The first North Texas outpost of the 31-yr-old Houston original (which actually started as a butcher shop), the Dallas Perry's has spared no expense to create the ultimate meat palace: 5 private rooms ("Wine Cellar", "Board Room", "Round Room" with coconut walls and an alabaster table...), an 18-ft-tall glass-encased wine room with 40 private lockers, the glitzy Bar 79 (centered around the circular "Booth 79" and leading to a classy sub-street-level patio), bathrooms sporting flatscreens behind one-way mirrors, and a power-curtained "Lover's Booth" you and your girl are free to occupy until Ed shows up. The menu focuses on pepper/herb-garlic buttered, dry-aged Prime steak in 8 cuts (12oz Filet Oscar, 22oz bone-in rib-eye, 20oz bone-in NY strip carved tableside...), plus Akaushi Kobe options exclusive to Dallas; other mains include a roasted-smoked-caramelized pork chop, pecan-crusted red snapper colossally topped with lump crab, and the filet mignon/lobster/shrimp "Symphony Kabob" -- a monster order for when you're hungry like the Wolfgang. Family-style sides include creamed spinach, mac-&-cheese, and Lyonnaise/au gratin/baked/whipped taters; prep your stomach with apps like crab-capped fried asparagus, house-made Polish sausage, seafood-stuffed 'shrooms, and "Cherry Pepper Calamari" (but not Cherry Popper Calamari -- this isn't one of those alarming Japanese cartoons).

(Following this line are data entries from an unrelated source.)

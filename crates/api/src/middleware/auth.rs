//! Session-based authentication extractors for Axum handlers.

use std::convert::Infallible;

use axum::extract::FromRequestParts;
use axum::http::header::{AUTHORIZATION, COOKIE};
use axum::http::request::Parts;
use axum::http::HeaderMap;
use best_dressed_core::types::DbId;

use crate::auth::jwt::{validate_token, SESSION_COOKIE};
use crate::error::AppError;
use crate::state::AppState;

/// Signed-in user resolved from the session token.
///
/// The token is read from `Authorization: Bearer <jwt>` or, failing that,
/// from the `session` cookie. Requests without a valid token are
/// redirected to the login page with `next` set to the requested path.
///
/// ```ignore
/// async fn my_handler(user: AuthUser) -> AppResult<Json<()>> {
///     tracing::info!(user_id = user.user_id, "handling request");
///     Ok(Json(()))
/// }
/// ```
#[derive(Debug, Clone)]
pub struct AuthUser {
    /// The user's internal database id (from `claims.sub`).
    pub user_id: DbId,
    pub is_staff: bool,
}

impl FromRequestParts<AppState> for AuthUser {
    type Rejection = AppError;

    async fn from_request_parts(
        parts: &mut Parts,
        state: &AppState,
    ) -> Result<Self, Self::Rejection> {
        resolve(&parts.headers, state).ok_or_else(|| AppError::Unauthenticated {
            next: parts.uri.path().to_string(),
        })
    }
}

/// Optional session for pages that render for anonymous visitors too.
///
/// An absent or invalid token yields `MaybeAuthUser(None)`; it never
/// rejects.
#[derive(Debug, Clone)]
pub struct MaybeAuthUser(pub Option<AuthUser>);

impl MaybeAuthUser {
    pub fn user_id(&self) -> Option<DbId> {
        self.0.as_ref().map(|u| u.user_id)
    }
}

impl FromRequestParts<AppState> for MaybeAuthUser {
    type Rejection = Infallible;

    async fn from_request_parts(
        parts: &mut Parts,
        state: &AppState,
    ) -> Result<Self, Self::Rejection> {
        Ok(MaybeAuthUser(resolve(&parts.headers, state)))
    }
}

fn resolve(headers: &HeaderMap, state: &AppState) -> Option<AuthUser> {
    let token = session_token(headers)?;
    match validate_token(token, &state.config.jwt) {
        Ok(claims) => Some(AuthUser {
            user_id: claims.sub,
            is_staff: claims.staff,
        }),
        Err(e) => {
            tracing::debug!(error = %e, "Rejected session token");
            None
        }
    }
}

/// Bearer token if present, else the `session` cookie value.
fn session_token(headers: &HeaderMap) -> Option<&str> {
    if let Some(token) = headers
        .get(AUTHORIZATION)
        .and_then(|v| v.to_str().ok())
        .and_then(|v| v.strip_prefix("Bearer "))
    {
        return Some(token.trim());
    }

    headers
        .get_all(COOKIE)
        .iter()
        .filter_map(|v| v.to_str().ok())
        .flat_map(|v| v.split(';'))
        .filter_map(|pair| pair.trim().split_once('='))
        .find(|(name, _)| *name == SESSION_COOKIE)
        .map(|(_, value)| value)
        .filter(|value| !value.is_empty())
}

#[cfg(test)]
mod tests {
    use super::*;
    use axum::http::HeaderValue;

    #[test]
    fn bearer_header_wins_over_cookie() {
        let mut headers = HeaderMap::new();
        headers.insert(AUTHORIZATION, HeaderValue::from_static("Bearer header-token"));
        headers.insert(COOKIE, HeaderValue::from_static("session=cookie-token"));
        assert_eq!(session_token(&headers), Some("header-token"));
    }

    #[test]
    fn session_cookie_found_among_others() {
        let mut headers = HeaderMap::new();
        headers.insert(
            COOKIE,
            HeaderValue::from_static("theme=dark; session=abc.def.ghi; lang=en"),
        );
        assert_eq!(session_token(&headers), Some("abc.def.ghi"));
    }

    #[test]
    fn empty_or_missing_session_cookie_is_none() {
        let mut headers = HeaderMap::new();
        assert_eq!(session_token(&headers), None);
        headers.insert(COOKIE, HeaderValue::from_static("session="));
        assert_eq!(session_token(&headers), None);
    }
}
use serde::Serialize;
use sqlx::FromRow;
use best_dressed_core::types::{DbId, Timestamp};

use super::catalog_item::CatalogItem;

/// A row from the `saved_recommendations` table.
#[derive(Debug, Clone, FromRow, Serialize)]
pub struct SavedRecommendation {
    pub id: DbId,
    pub user_id: DbId,
    pub prompt: String,
    pub ai_response: String,
    pub created_at: Timestamp,
}

/// Saved recommendation with its catalog items in advisor order.
#[derive(Debug, Clone, Serialize)]
pub struct RecommendationWithItems {
    #[serde(flatten)]
    pub recommendation: SavedRecommendation,
    pub items: Vec<CatalogItem>,
}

Beer's limited, but the rest of the booze is staggering: 5,000+ wine bottles (600 labels), 24 scotches, 11 "Unique Spirits" (Don Julio 1942 to Louis XIII cognac), and 11 Dallas-only signature cocktails like the ri(1)/lemon/grenadine "Ward 8" and the Chopin potato vodka/pear/cardamom "Steak and Potatoes" -- between that and the actual steak and potatoes, if someone does deign to sleep with you, it's gonna be a lumpy Ryde.